C’est une petite chose fragile et délicate qui a besoin de nous…

Premier tome d’un diptyque signé Chloé Cruchaudet, cet album déplace les projecteurs de l’artiste à la femme de l’ombre. Le décalage est habile car les deux portraits se tissent l’un avec l’autre, l’un en regard de l’autre. Ainsi, l’on découvre un Marcel Proust dandy précieux et condescendant, particulièrement fragile et noyé dans ses manies et névroses. La sérénité et le flegme de sa gouvernante contrastent avec le caractère parfois cyclothymique de l’écrivain pour mieux dire combien ces deux-là ont su se trouver. Quel que soit son âge, Céleste n’est que douceur auprès de celui qui lui offrira sa plus grande confiance, à raison.

J’ai la phrase longue, mais le souffle court.

Le dessin de l’autrice, vaporeux et virevoltant offre une légèreté folle aux planches et l’on se plonge dans des cases gorgées de lavis rosés ou bleutés. Chloé Cruchaudet déconstruit par ailleurs le traditionnel gaufrier offrant une totale liberté à ses pinceaux et l’on saura apprécier le travail très symbolique qui s’empare des rouages de la mémoire et du souvenir, réflexion essentielle et véritable colonne vertébrale de La Recherche. La réussite de ce premier album tient aussi au fait que l’autrice ne se contente pas d’un portrait d’écrivain sacralisé ou outrageusement élogieux. Proust y est présenté dans toutes ses facettes comme pour mieux souligner toute la complexité de l’homme. À ses côtés, Céleste a parfois des allures de Pierrot-Colombine, mais ne saurait être réduite à un pantin corvéable à merci. Elle est aussi un personnage singulier, particulièrement ambigu qui ne vole en rien ici son statut de protagoniste.
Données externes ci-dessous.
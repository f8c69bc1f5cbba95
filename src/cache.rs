//! Key-value snapshot cache.
//!
//! Normalized records are stored as JSON behind the [`KeyValueStore`]
//! capability so callers can choose where they live (a cache directory, an
//! in-process map, or their own backend). The pure statistics in
//! [`stats`](crate::stats) never touch a store.

use crate::config;
use crate::error::Result;
use crate::models::SnapshotRecord;
use std::cell::RefCell;
use std::collections::HashMap;
use std::fs;
use std::io::Write;
use std::path::PathBuf;
use tempfile::NamedTempFile;

/// Minimal string key-value store.
pub trait KeyValueStore {
    fn get(&self, key: &str) -> Result<Option<String>>;
    fn set(&self, key: &str, value: &str) -> Result<()>;
    fn clear(&self) -> Result<()>;
}

impl<S: KeyValueStore + ?Sized> KeyValueStore for Box<S> {
    fn get(&self, key: &str) -> Result<Option<String>> {
        (**self).get(key)
    }

    fn set(&self, key: &str, value: &str) -> Result<()> {
        (**self).set(key, value)
    }

    fn clear(&self) -> Result<()> {
        (**self).clear()
    }
}

// ---------------------------------------------------------------------------
// FileStore
// ---------------------------------------------------------------------------

/// Stores each key as `<key>.json` under a cache directory.
pub struct FileStore {
    /// Directory where cached files are stored.
    pub cache_dir: PathBuf,
}

impl FileStore {
    /// Create a file store.
    ///
    /// If `cache_dir` is `None`, uses the platform-appropriate default cache directory.
    /// Creates the cache directory if it does not exist.
    pub fn new(cache_dir: Option<PathBuf>) -> Result<Self> {
        let dir = cache_dir.unwrap_or_else(config::default_cache_dir);
        fs::create_dir_all(&dir)?;
        Ok(Self { cache_dir: dir })
    }

    fn path_for(&self, key: &str) -> PathBuf {
        self.cache_dir.join(format!("{}.json", key))
    }
}

impl KeyValueStore for FileStore {
    fn get(&self, key: &str) -> Result<Option<String>> {
        let path = self.path_for(key);
        if !path.exists() {
            return Ok(None);
        }
        Ok(Some(fs::read_to_string(path)?))
    }

    /// Writes to a temp file in the same directory and renames on success,
    /// so an interrupted write never leaves a partial entry behind.
    fn set(&self, key: &str, value: &str) -> Result<()> {
        fs::create_dir_all(&self.cache_dir)?;
        let mut tmp = NamedTempFile::new_in(&self.cache_dir)?;
        tmp.write_all(value.as_bytes())?;
        tmp.flush()?;
        tmp.persist(self.path_for(key)).map_err(|e| e.error)?;
        Ok(())
    }

    /// Remove all cached files and recreate the cache directory.
    fn clear(&self) -> Result<()> {
        if self.cache_dir.exists() {
            fs::remove_dir_all(&self.cache_dir)?;
            fs::create_dir_all(&self.cache_dir)?;
        }
        Ok(())
    }
}

// ---------------------------------------------------------------------------
// MemoryStore
// ---------------------------------------------------------------------------

/// In-process store; contents vanish with the value.
#[derive(Default)]
pub struct MemoryStore {
    entries: RefCell<HashMap<String, String>>,
}

impl MemoryStore {
    pub fn new() -> Self {
        Self::default()
    }
}

impl KeyValueStore for MemoryStore {
    fn get(&self, key: &str) -> Result<Option<String>> {
        Ok(self.entries.borrow().get(key).cloned())
    }

    fn set(&self, key: &str, value: &str) -> Result<()> {
        self.entries
            .borrow_mut()
            .insert(key.to_string(), value.to_string());
        Ok(())
    }

    fn clear(&self) -> Result<()> {
        self.entries.borrow_mut().clear();
        Ok(())
    }
}

// ---------------------------------------------------------------------------
// SnapshotCache
// ---------------------------------------------------------------------------

/// Record cache keyed by source fingerprint.
///
/// An entry written for a different source, or an older version of the same
/// source, is treated as stale. A corrupt entry is cleared and reported as a
/// miss so the next load starts fresh.
pub struct SnapshotCache<S: KeyValueStore> {
    store: S,
}

impl<S: KeyValueStore> SnapshotCache<S> {
    pub fn new(store: S) -> Self {
        Self { store }
    }

    /// The underlying store.
    pub fn store(&self) -> &S {
        &self.store
    }

    /// Check whether the cache holds records for a different (or no) source
    /// version.
    pub fn is_stale(&self, fingerprint: &str) -> Result<bool> {
        match self.store.get(config::SOURCE_KEY)? {
            None => Ok(true),
            Some(cached) => Ok(cached.trim() != fingerprint),
        }
    }

    /// Cached records for `fingerprint`, or `None` on a miss.
    pub fn load(&self, fingerprint: &str) -> Result<Option<Vec<SnapshotRecord>>> {
        if self.is_stale(fingerprint)? {
            return Ok(None);
        }
        self.load_any()
    }

    /// Cached records whatever source version they came from. Used when the
    /// source cannot be checked.
    pub fn load_any(&self) -> Result<Option<Vec<SnapshotRecord>>> {
        let Some(raw) = self.store.get(config::SNAPSHOTS_KEY)? else {
            return Ok(None);
        };

        match serde_json::from_str::<Vec<SnapshotRecord>>(&raw) {
            Ok(records) => {
                tracing::debug!(records = records.len(), "snapshot cache hit");
                Ok(Some(records))
            }
            Err(e) => {
                tracing::warn!(error = %e, "corrupt snapshot cache entry -- clearing");
                self.store.clear()?;
                Ok(None)
            }
        }
    }

    /// Replace the cached records and remember which source they came from.
    pub fn save(&self, fingerprint: &str, records: &[SnapshotRecord]) -> Result<()> {
        let json = serde_json::to_string(records)?;
        self.store.set(config::SNAPSHOTS_KEY, &json)?;
        self.store.set(config::SOURCE_KEY, fingerprint)?;
        Ok(())
    }

    pub fn clear(&self) -> Result<()> {
        self.store.clear()
    }
}
#[derive(Debug, thiserror::Error)]
pub enum WordStatsError {
    #[error("HTTP error: {0}")]
    Http(#[from] reqwest::Error),

    #[error("IO error: {0}")]
    Io(#[from] std::io::Error),

    #[error("JSON error: {0}")]
    Json(#[from] serde_json::Error),

    #[error("Failed to load snapshots from {source_name}: {message}")]
    Load {
        source_name: String,
        message: String,
    },

    #[error("Not found: {0}")]
    NotFound(String),

    #[error("Invalid argument: {0}")]
    InvalidArgument(String),
}

pub type Result<T> = std::result::Result<T, WordStatsError>;
//! Dashboard assembly tests.

mod common;

use common::{day, record, sample_records};
use wordstats::stats::assemble;
use wordstats::{TimeWindow, ViewModel};

#[test]
fn empty_records_give_zero_defaults() {
    let view = assemble(&[], TimeWindow::Week, day("2024-01-04"));
    assert!(view.daily.is_empty());
    assert!(view.recent_saves.is_empty());
    assert_eq!(view.latest_total, 0);
    assert_eq!(view.latest_net_change, 0);
    assert_eq!(view.writing_streak, 0);
    assert_eq!(view.longest_streak, 0);
    assert_eq!(view.active_days, 0);
    assert_eq!(view.window_investment, 0);
    assert_eq!(view.chart.len(), 7);
    assert!(view.chart.iter().all(|p| p.total_words.is_none()));
    assert!(view.heatmap.is_empty());
}

#[test]
fn week_view_of_sample_log() {
    let view = assemble(&sample_records(), TimeWindow::Week, day("2024-01-04"));

    assert_eq!(view.daily.len(), 3);
    assert_eq!(view.latest_total, 200);
    assert_eq!(view.latest_net_change, 50);
    assert_eq!(view.writing_streak, 2);
    assert_eq!(view.longest_streak, 2);
    assert_eq!(view.active_days, 3);
    assert_eq!(view.window_investment, 260);
    assert_eq!(view.heatmap.len(), 3);

    assert_eq!(view.chart.len(), 7);
    assert_eq!(view.chart[0].date, day("2023-12-29"));
    assert_eq!(view.chart[2].total_words, None);
    assert_eq!(view.chart[3].total_words, Some(100));
    assert_eq!(view.chart[4].daily_words, 0);
    assert_eq!(view.chart[4].total_words, Some(100));
    assert_eq!(view.chart[6].total_words, Some(200));
}

#[test]
fn recent_saves_are_newest_first() {
    let view = assemble(&sample_records(), TimeWindow::Week, day("2024-01-04"));
    let totals: Vec<_> = view.recent_saves.iter().map(|r| r.total_words).collect();
    assert_eq!(totals, vec![200, 150, 180]);
}

#[test]
fn recent_saves_returns_all_when_fewer_than_three() {
    let records = vec![
        record("2024-01-01 10:00:00", "a", 10, 10),
        record("2024-01-01 11:00:00", "a", 25, 15),
    ];
    let view = assemble(&records, TimeWindow::Week, day("2024-01-01"));
    let totals: Vec<_> = view.recent_saves.iter().map(|r| r.total_words).collect();
    assert_eq!(totals, vec![25, 10]);
}

#[test]
fn latest_total_uses_last_raw_record_not_last_day() {
    // Input order is not chronological: the last raw record is from an
    // earlier day than the last aggregate.
    let records = vec![
        record("2024-01-02 10:00:00", "a", 300, 300),
        record("2024-01-01 10:00:00", "a", 120, 120),
    ];
    let view = assemble(&records, TimeWindow::Week, day("2024-01-02"));
    assert_eq!(view.latest_total, 120);
    assert_eq!(view.daily.last().unwrap().total_words, 300);
}

#[test]
fn window_limits_chart_but_not_streak() {
    let view = assemble(&sample_records(), TimeWindow::Week, day("2024-01-10"));
    assert_eq!(view.daily.len(), 3);
    assert_eq!(view.writing_streak, 2);
    assert_eq!(view.active_days, 1);
    assert_eq!(view.window_investment, 50);
    assert_eq!(view.chart[0].date, day("2024-01-04"));
    assert_eq!(view.chart[0].total_words, Some(200));
    assert!(view.chart.iter().all(|p| p.total_words == Some(200)));
}

#[test]
fn window_presets_set_chart_length() {
    let records = sample_records();
    let today = day("2024-06-01");
    assert_eq!(assemble(&records, TimeWindow::Week, today).chart.len(), 7);
    assert_eq!(assemble(&records, TimeWindow::Month, today).chart.len(), 30);
    let year = assemble(&records, TimeWindow::Year, today);
    assert_eq!(year.chart.len(), 180);
    assert_eq!(year.active_days, 3);
}

#[test]
fn time_window_parses_labels() {
    assert_eq!("week".parse::<TimeWindow>().unwrap(), TimeWindow::Week);
    assert_eq!("Month".parse::<TimeWindow>().unwrap(), TimeWindow::Month);
    assert_eq!(" year ".parse::<TimeWindow>().unwrap(), TimeWindow::Year);
    assert!("decade".parse::<TimeWindow>().is_err());
    assert_eq!(TimeWindow::Year.days(), 180);
    assert_eq!(TimeWindow::Year.to_string(), "year");
}

#[test]
fn view_model_serializes_camel_case() {
    let view = assemble(&sample_records(), TimeWindow::Week, day("2024-01-04"));
    let json = serde_json::to_value(&view).unwrap();
    assert_eq!(json["writingStreak"], 2);
    assert_eq!(json["latestTotal"], 200);
    assert_eq!(json["latestNetChange"], 50);
    assert_eq!(json["daily"][0]["totalInvestment"], 100);
    assert_eq!(json["recentSaves"][0]["timestamp"], "2024-01-04T08:15:00");
    assert!(json["chart"][0]["totalWords"].is_null());

    let back: ViewModel = serde_json::from_value(json).unwrap();
    assert_eq!(back, view);
}

#[test]
fn window_investment_saturates() {
    let records = vec![
        record("2024-01-01 09:00:00", "a", 0, i64::MIN),
        record("2024-01-01 10:00:00", "a", 0, i64::MIN),
        record("2024-01-02 09:00:00", "a", 5, i64::MIN),
        record("2024-01-02 10:00:00", "a", 5, i64::MIN),
    ];
    let view = assemble(&records, TimeWindow::Week, day("2024-01-02"));
    assert_eq!(view.window_investment, u64::MAX);
    assert_eq!(view.latest_net_change, 5);
}
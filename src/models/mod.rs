pub mod chart;
pub mod daily;
pub mod snapshot;
pub mod view;

pub use chart::*;
pub use daily::*;
pub use snapshot::*;
pub use view::*;
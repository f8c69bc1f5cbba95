use std::path::PathBuf;
use std::time::Duration;

/// Day counts for the dashboard window presets. `year` covers 180 days.
pub const WEEK_DAYS: u32 = 7;
pub const MONTH_DAYS: u32 = 30;
pub const YEAR_DAYS: u32 = 180;

/// Number of raw snapshots surfaced as "recent saves".
pub const RECENT_SAVES: usize = 3;

/// Cache keys used by [`SnapshotCache`](crate::cache::SnapshotCache).
pub const SNAPSHOTS_KEY: &str = "snapshots";
pub const SOURCE_KEY: &str = "source";

pub const DEFAULT_TIMEOUT: Duration = Duration::from_secs(60);

/// Timestamp layouts accepted by the record normalizer, tried in order.
pub fn timestamp_formats() -> [&'static str; 3] {
    ["%Y-%m-%d %H:%M:%S", "%Y-%m-%dT%H:%M:%S", "%Y-%m-%d %H:%M"]
}

pub fn default_cache_dir() -> PathBuf {
    if let Some(cache) = dirs::cache_dir() {
        cache.join("wordstats")
    } else {
        PathBuf::from(".wordstats-cache")
    }
}
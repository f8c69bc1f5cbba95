//! Dashboard assembly: composes aggregation, streaks and series into a
//! [`ViewModel`].

use chrono::NaiveDate;

use super::{aggregate, series, streak};
use crate::config;
use crate::models::{SnapshotRecord, TimeWindow, ViewModel};

/// Build the full view model.
///
/// Aggregation runs over the whole record set so streaks and totals reflect
/// full history; only the chart, heatmap and window summary are restricted to
/// the trailing `window` ending at `today`.
pub fn assemble(records: &[SnapshotRecord], window: TimeWindow, today: NaiveDate) -> ViewModel {
    let daily = aggregate::aggregate(records);

    let calendar = series::calendar_days(today, window.days());
    let windowed = series::within(&daily, &calendar);
    let chart = series::materialize(&windowed, &calendar);
    let heatmap = series::heatmap(&windowed);

    let recent_saves: Vec<SnapshotRecord> = records
        .iter()
        .rev()
        .take(config::RECENT_SAVES)
        .cloned()
        .collect();

    let latest_total = records.last().map(|r| r.total_words).unwrap_or(0);
    let latest_net_change = daily.last().map(|d| d.net_change).unwrap_or(0);

    tracing::debug!(
        %window,
        %today,
        days = daily.len(),
        windowed = windowed.len(),
        "assembled dashboard"
    );

    ViewModel {
        writing_streak: streak::streak(&daily),
        longest_streak: streak::longest_streak(&daily),
        active_days: windowed.len(),
        window_investment: windowed
            .iter()
            .fold(0u64, |acc, d| acc.saturating_add(d.total_investment)),
        recent_saves,
        latest_total,
        latest_net_change,
        chart,
        heatmap,
        daily,
    }
}
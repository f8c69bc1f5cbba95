//! Async wrapper around [`WordStats`] for use in async runtimes (Tokio, etc.).
//!
//! Runs all operations on a blocking thread pool via
//! [`tokio::task::spawn_blocking`], keeping the async event loop free while
//! files are read or URLs fetched.
//!
//! # Example
//!
//! ```no_run
//! # use wordstats::{AsyncWordStats, TimeWindow, WordStats};
//! # async fn example() -> wordstats::Result<()> {
//! let builder = WordStats::builder().file("wordcount.csv");
//! let stats = AsyncWordStats::build(builder).await?;
//!
//! let view = stats.dashboard_today(TimeWindow::Week).await?;
//! println!("{} day streak", view.writing_streak);
//! # Ok(())
//! # }
//! ```

use std::sync::{Arc, Mutex};

use chrono::NaiveDate;

use crate::error::{Result, WordStatsError};
use crate::models::{SnapshotRecord, TimeWindow, ViewModel};
use crate::{WordStats, WordStatsBuilder};

/// Async wrapper around [`WordStats`].
///
/// The inner client is protected by a [`Mutex`] since it uses `RefCell`
/// internally.
pub struct AsyncWordStats {
    inner: Arc<Mutex<WordStats>>,
}

impl AsyncWordStats {
    /// Build the client on the blocking thread pool.
    pub async fn build(builder: WordStatsBuilder) -> Result<Self> {
        tokio::task::spawn_blocking(move || {
            let stats = builder.build()?;
            Ok(AsyncWordStats {
                inner: Arc::new(Mutex::new(stats)),
            })
        })
        .await
        .map_err(|e| WordStatsError::InvalidArgument(format!("Task join error: {e}")))?
    }

    /// Run a sync operation on the blocking thread pool.
    pub async fn run<F, T>(&self, f: F) -> Result<T>
    where
        F: FnOnce(&WordStats) -> Result<T> + Send + 'static,
        T: Send + 'static,
    {
        let stats = self.inner.clone();
        tokio::task::spawn_blocking(move || {
            let guard = stats
                .lock()
                .map_err(|_| WordStatsError::InvalidArgument("WordStats lock poisoned".into()))?;
            f(&guard)
        })
        .await
        .map_err(|e| WordStatsError::InvalidArgument(format!("Task join error: {e}")))?
    }

    pub async fn records(&self) -> Result<Vec<SnapshotRecord>> {
        self.run(|s| s.records()).await
    }

    pub async fn refresh(&self) -> Result<Vec<SnapshotRecord>> {
        self.run(|s| s.refresh()).await
    }

    pub async fn dashboard(&self, window: TimeWindow, today: NaiveDate) -> Result<ViewModel> {
        self.run(move |s| s.dashboard(window, today)).await
    }

    pub async fn dashboard_today(&self, window: TimeWindow) -> Result<ViewModel> {
        self.run(move |s| s.dashboard_today(window)).await
    }
}
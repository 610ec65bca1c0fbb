//! Locality-biased bounded scan.
//!
//! Members inserted close together in time are assumed to sit close together
//! in the metric space. The scan therefore starts at the newest member and
//! walks backward, giving up once `window` consecutive members have failed to
//! beat the best distance seen. Worst case cost is `O(best_position + window)`
//! metric calls instead of `O(n)`.

use crate::distance::Metric;

/// Default worsening-streak bound.
pub const DEFAULT_SCAN_WINDOW: usize = 5;

/// Position of the member closest to `query`, or `None` for an empty slice.
///
/// A single member is returned without calling the metric. `window: None`
/// disables early exit and yields the exact nearest member.
pub(crate) fn closest_position<T, M>(
    members: &[T],
    query: &T,
    metric: &M,
    window: Option<usize>,
) -> Option<usize>
where
    M: Metric<T> + ?Sized,
{
    let last = members.len().checked_sub(1)?;
    if last == 0 {
        return Some(0);
    }

    let mut best = last;
    let mut best_dist = metric.distance(query, &members[last]);
    let mut streak = 0usize;

    for i in (0..last).rev() {
        let d = metric.distance(query, &members[i]);
        if d < best_dist {
            best = i;
            best_dist = d;
            streak = 0;
        } else {
            streak += 1;
            if window.is_some_and(|w| streak >= w) {
                break;
            }
        }
    }

    Some(best)
}
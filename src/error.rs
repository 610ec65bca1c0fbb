//! Error types for semclust.

use thiserror::Error;

/// Errors that can occur during indexing/search operations.
#[derive(Debug, Clone, PartialEq, Error)]
pub enum ClusterError {
    /// Empty index (nothing inserted yet).
    #[error("index is empty")]
    EmptyIndex,

    /// Invalid parameter value.
    #[error("invalid parameter: {0}")]
    InvalidParameter(String),

    /// The prefilter projection of an item was NaN or infinite.
    #[error("prefilter projection is not finite: {0}")]
    NonFiniteProjection(f64),
}

pub type Result<T> = std::result::Result<T, ClusterError>;

#[cfg(test)]
mod tests {
    use super::*;

    #[test]
    fn messages_are_readable() {
        assert_eq!(ClusterError::EmptyIndex.to_string(), "index is empty");
        assert_eq!(
            ClusterError::InvalidParameter("capacity must be > 0".into()).to_string(),
            "invalid parameter: capacity must be > 0"
        );
        assert!(ClusterError::NonFiniteProjection(f64::NAN)
            .to_string()
            .contains("NaN"));
    }
}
Je pense que l’amour, quelle que soit sa forme, est très… surévalué. L’art, lui, ne nous déçoit jamais.

Ainsi, ne cherchez pas ici une quelconque adaptation fragmentée des romans de l’écrivain, encore moins une biographie proustienne. L’enjeu de ce titre est ailleurs. Dans cet album d’une élégance indéniable, nous nous éloignons des grandes sphères de l’Histoire littéraire pour mieux saisir l’intimité des êtres tout en nous faisant témoins des mécanismes de création qui ont poussé Marcel Proust à écrire une des fresques monumentales de la littérature française du XXe. Un magnifique portrait de femme qui promet un second tome passionnant.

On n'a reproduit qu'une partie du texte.